++++ Data to examine

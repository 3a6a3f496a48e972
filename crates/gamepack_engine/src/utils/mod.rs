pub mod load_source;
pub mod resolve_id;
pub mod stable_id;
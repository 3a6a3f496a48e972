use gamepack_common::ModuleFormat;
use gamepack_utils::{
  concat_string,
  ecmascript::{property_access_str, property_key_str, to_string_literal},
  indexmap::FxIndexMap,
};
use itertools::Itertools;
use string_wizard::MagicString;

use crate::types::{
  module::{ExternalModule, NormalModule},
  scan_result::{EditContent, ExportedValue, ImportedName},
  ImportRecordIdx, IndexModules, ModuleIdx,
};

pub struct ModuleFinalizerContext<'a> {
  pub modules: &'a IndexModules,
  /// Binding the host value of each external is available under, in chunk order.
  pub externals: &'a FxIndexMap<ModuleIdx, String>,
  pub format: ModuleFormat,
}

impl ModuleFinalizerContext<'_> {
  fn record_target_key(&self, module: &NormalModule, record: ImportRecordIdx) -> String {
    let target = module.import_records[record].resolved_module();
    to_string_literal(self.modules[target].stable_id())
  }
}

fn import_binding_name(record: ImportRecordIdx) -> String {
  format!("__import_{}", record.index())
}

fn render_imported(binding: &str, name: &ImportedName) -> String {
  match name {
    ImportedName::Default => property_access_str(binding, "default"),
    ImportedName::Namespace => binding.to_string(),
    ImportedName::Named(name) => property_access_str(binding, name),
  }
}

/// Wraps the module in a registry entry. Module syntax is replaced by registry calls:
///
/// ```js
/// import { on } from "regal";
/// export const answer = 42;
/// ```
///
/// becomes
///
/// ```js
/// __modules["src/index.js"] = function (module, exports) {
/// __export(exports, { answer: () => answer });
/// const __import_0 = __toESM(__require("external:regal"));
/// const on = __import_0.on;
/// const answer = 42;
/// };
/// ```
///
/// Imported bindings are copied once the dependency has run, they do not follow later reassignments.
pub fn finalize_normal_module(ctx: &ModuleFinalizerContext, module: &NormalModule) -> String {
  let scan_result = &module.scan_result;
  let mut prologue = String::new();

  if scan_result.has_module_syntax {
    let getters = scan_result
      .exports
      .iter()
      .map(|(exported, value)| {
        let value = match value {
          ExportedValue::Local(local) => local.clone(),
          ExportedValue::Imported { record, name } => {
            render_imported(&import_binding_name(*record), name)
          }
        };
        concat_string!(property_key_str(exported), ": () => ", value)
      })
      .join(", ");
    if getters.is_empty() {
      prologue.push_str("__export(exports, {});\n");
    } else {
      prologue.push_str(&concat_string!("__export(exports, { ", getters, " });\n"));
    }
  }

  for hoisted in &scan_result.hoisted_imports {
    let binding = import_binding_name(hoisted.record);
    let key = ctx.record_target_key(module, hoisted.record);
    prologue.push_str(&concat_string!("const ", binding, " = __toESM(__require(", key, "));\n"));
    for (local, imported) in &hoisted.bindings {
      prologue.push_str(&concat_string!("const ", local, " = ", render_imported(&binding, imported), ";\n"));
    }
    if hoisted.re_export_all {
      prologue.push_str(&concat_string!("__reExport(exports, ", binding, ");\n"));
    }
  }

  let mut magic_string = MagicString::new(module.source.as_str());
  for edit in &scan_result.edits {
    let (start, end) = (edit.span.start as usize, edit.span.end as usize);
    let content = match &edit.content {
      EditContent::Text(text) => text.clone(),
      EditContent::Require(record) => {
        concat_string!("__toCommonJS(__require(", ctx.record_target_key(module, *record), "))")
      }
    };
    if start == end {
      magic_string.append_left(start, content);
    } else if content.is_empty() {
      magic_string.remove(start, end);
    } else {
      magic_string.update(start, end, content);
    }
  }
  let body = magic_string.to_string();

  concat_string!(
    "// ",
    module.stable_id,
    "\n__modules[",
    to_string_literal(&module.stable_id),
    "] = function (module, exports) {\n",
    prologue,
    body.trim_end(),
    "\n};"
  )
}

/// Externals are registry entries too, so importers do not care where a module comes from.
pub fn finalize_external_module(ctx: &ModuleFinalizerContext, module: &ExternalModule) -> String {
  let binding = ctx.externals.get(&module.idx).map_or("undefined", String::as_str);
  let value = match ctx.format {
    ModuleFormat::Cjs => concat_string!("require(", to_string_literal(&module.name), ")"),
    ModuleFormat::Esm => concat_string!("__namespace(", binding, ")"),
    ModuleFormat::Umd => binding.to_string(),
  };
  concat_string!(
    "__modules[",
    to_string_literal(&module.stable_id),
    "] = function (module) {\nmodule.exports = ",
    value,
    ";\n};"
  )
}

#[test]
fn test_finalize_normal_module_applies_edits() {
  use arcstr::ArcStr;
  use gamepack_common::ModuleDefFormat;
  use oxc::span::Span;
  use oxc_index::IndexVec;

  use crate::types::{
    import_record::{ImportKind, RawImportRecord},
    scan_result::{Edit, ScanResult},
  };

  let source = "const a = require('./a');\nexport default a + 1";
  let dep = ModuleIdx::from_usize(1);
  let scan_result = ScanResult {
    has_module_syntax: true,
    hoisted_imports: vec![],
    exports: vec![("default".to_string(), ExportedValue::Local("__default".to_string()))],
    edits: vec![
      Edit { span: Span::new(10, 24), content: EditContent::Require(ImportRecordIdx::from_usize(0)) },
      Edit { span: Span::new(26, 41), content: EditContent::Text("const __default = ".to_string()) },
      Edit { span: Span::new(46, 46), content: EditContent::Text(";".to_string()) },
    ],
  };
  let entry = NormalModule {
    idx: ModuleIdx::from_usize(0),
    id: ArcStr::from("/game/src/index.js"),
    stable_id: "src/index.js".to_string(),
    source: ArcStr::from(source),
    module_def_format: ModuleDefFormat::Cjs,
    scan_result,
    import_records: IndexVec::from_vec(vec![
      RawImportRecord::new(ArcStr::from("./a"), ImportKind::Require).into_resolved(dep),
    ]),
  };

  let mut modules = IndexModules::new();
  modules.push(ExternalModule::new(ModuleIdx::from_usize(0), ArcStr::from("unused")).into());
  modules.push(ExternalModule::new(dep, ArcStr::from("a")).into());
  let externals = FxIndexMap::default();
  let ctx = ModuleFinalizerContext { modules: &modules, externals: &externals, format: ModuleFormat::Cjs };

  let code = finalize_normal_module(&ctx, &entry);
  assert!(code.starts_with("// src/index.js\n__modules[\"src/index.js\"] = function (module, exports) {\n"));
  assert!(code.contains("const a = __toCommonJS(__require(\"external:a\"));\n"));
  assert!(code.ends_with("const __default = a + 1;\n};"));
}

++++++++

» **Problem to solve**
Print the data in full, with each line exactly as given.

» **Solved exercise**
repository 3a6a3f496a48e972
filename crates/gamepack_engine/src/utils/mod.rs
pub mod load_source;
pub mod resolve_id;
pub mod stable_id;
repository 3a6a3f496a48e972
use gamepack_common::ModuleFormat;
use gamepack_utils::{
  concat_string,
  ecmascript::{property_access_str, property_key_str, to_string_literal},
  indexmap::FxIndexMap,
};
use itertools::Itertools;
use string_wizard::MagicString;

use crate::types::{
  module::{ExternalModule, NormalModule},
  scan_result::{EditContent, ExportedValue, ImportedName},
  ImportRecordIdx, IndexModules, ModuleIdx,
};

pub struct ModuleFinalizerContext<'a> {
  pub modules: &'a IndexModules,
  /// Binding the host value of each external is available under, in chunk order.
  pub externals: &'a FxIndexMap<ModuleIdx, String>,
  pub format: ModuleFormat,
}

impl ModuleFinalizerContext<'_> {
  fn record_target_key(&self, module: &NormalModule, record: ImportRecordIdx) -> String {
    let target = module.import_records[record].resolved_module();
    to_string_literal(self.modules[target].stable_id())
  }
}

fn import_binding_name(record: ImportRecordIdx) -> String {
  format!("__import_{}", record.index())
}

fn render_imported(binding: &str, name: &ImportedName) -> String {
  match name {
    ImportedName::Default => property_access_str(binding, "default"),
    ImportedName::Namespace => binding.to_string(),
    ImportedName::Named(name) => property_access_str(binding, name),
  }
}

/// Wraps the module in a registry entry. Module syntax is replaced by registry calls:
///
/// ```js
/// import { on } from "regal";
/// export const answer = 42;
/// ```
///
/// becomes
///
/// ```js
/// __modules["src/index.js"] = function (module, exports) {
/// __export(exports, { answer: () => answer });
/// const __import_0 = __toESM(__require("external:regal"));
/// const on = __import_0.on;
/// const answer = 42;
/// };
/// ```
///
/// Imported bindings are copied once the dependency has run, they do not follow later reassignments.
pub fn finalize_normal_module(ctx: &ModuleFinalizerContext, module: &NormalModule) -> String {
  let scan_result = &module.scan_result;
  let mut prologue = String::new();

  if scan_result.has_module_syntax {
    let getters = scan_result
      .exports
      .iter()
      .map(|(exported, value)| {
        let value = match value {
          ExportedValue::Local(local) => local.clone(),
          ExportedValue::Imported { record, name } => {
            render_imported(&import_binding_name(*record), name)
          }
        };
        concat_string!(property_key_str(exported), ": () => ", value)
      })
      .join(", ");
    if getters.is_empty() {
      prologue.push_str("__export(exports, {});\n");
    } else {
      prologue.push_str(&concat_string!("__export(exports, { ", getters, " });\n"));
    }
  }

  for hoisted in &scan_result.hoisted_imports {
    let binding = import_binding_name(hoisted.record);
    let key = ctx.record_target_key(module, hoisted.record);
    prologue.push_str(&concat_string!("const ", binding, " = __toESM(__require(", key, "));\n"));
    for (local, imported) in &hoisted.bindings {
      prologue.push_str(&concat_string!("const ", local, " = ", render_imported(&binding, imported), ";\n"));
    }
    if hoisted.re_export_all {
      prologue.push_str(&concat_string!("__reExport(exports, ", binding, ");\n"));
    }
  }

  let mut magic_string = MagicString::new(module.source.as_str());
  for edit in &scan_result.edits {
    let (start, end) = (edit.span.start as usize, edit.span.end as usize);
    let content = match &edit.content {
      EditContent::Text(text) => text.clone(),
      EditContent::Require(record) => {
        concat_string!("__toCommonJS(__require(", ctx.record_target_key(module, *record), "))")
      }
    };
    if start == end {
      magic_string.append_left(start, content);
    } else if content.is_empty() {
      magic_string.remove(start, end);
    } else {
      magic_string.update(start, end, content);
    }
  }
  let body = magic_string.to_string();

  concat_string!(
    "// ",
    module.stable_id,
    "\n__modules[",
    to_string_literal(&module.stable_id),
    "] = function (module, exports) {\n",
    prologue,
    body.trim_end(),
    "\n};"
  )
}

/// Externals are registry entries too, so importers do not care where a module comes from.
pub fn finalize_external_module(ctx: &ModuleFinalizerContext, module: &ExternalModule) -> String {
  let binding = ctx.externals.get(&module.idx).map_or("undefined", String::as_str);
  let value = match ctx.format {
    ModuleFormat::Cjs => concat_string!("require(", to_string_literal(&module.name), ")"),
    ModuleFormat::Esm => concat_string!("__namespace(", binding, ")"),
    ModuleFormat::Umd => binding.to_string(),
  };
  concat_string!(
    "__modules[",
    to_string_literal(&module.stable_id),
    "] = function (module) {\nmodule.exports = ",
    value,
    ";\n};"
  )
}

#[test]
fn test_finalize_normal_module_applies_edits() {
  use arcstr::ArcStr;
  use gamepack_common::ModuleDefFormat;
  use oxc::span::Span;
  use oxc_index::IndexVec;

  use crate::types::{
    import_record::{ImportKind, RawImportRecord},
    scan_result::{Edit, ScanResult},
  };

  let source = "const a = require('./a');\nexport default a + 1";
  let dep = ModuleIdx::from_usize(1);
  let scan_result = ScanResult {
    has_module_syntax: true,
    hoisted_imports: vec![],
    exports: vec![("default".to_string(), ExportedValue::Local("__default".to_string()))],
    edits: vec![
      Edit { span: Span::new(10, 24), content: EditContent::Require(ImportRecordIdx::from_usize(0)) },
      Edit { span: Span::new(26, 41), content: EditContent::Text("const __default = ".to_string()) },
      Edit { span: Span::new(46, 46), content: EditContent::Text(";".to_string()) },
    ],
  };
  let entry = NormalModule {
    idx: ModuleIdx::from_usize(0),
    id: ArcStr::from("/game/src/index.js"),
    stable_id: "src/index.js".to_string(),
    source: ArcStr::from(source),
    module_def_format: ModuleDefFormat::Cjs,
    scan_result,
    import_records: IndexVec::from_vec(vec![
      RawImportRecord::new(ArcStr::from("./a"), ImportKind::Require).into_resolved(dep),
    ]),
  };

  let mut modules = IndexModules::new();
  modules.push(ExternalModule::new(ModuleIdx::from_usize(0), ArcStr::from("unused")).into());
  modules.push(ExternalModule::new(dep, ArcStr::from("a")).into());
  let externals = FxIndexMap::default();
  let ctx = ModuleFinalizerContext { modules: &modules, externals: &externals, format: ModuleFormat::Cjs };

  let code = finalize_normal_module(&ctx, &entry);
  assert!(code.starts_with("// src/index.js\n__modules[\"src/index.js\"] = function (module, exports) {\n"));
  assert!(code.contains("const a = __toCommonJS(__require(\"external:a\"));\n"));
  assert!(code.ends_with("const __default = a + 1;\n};"));
}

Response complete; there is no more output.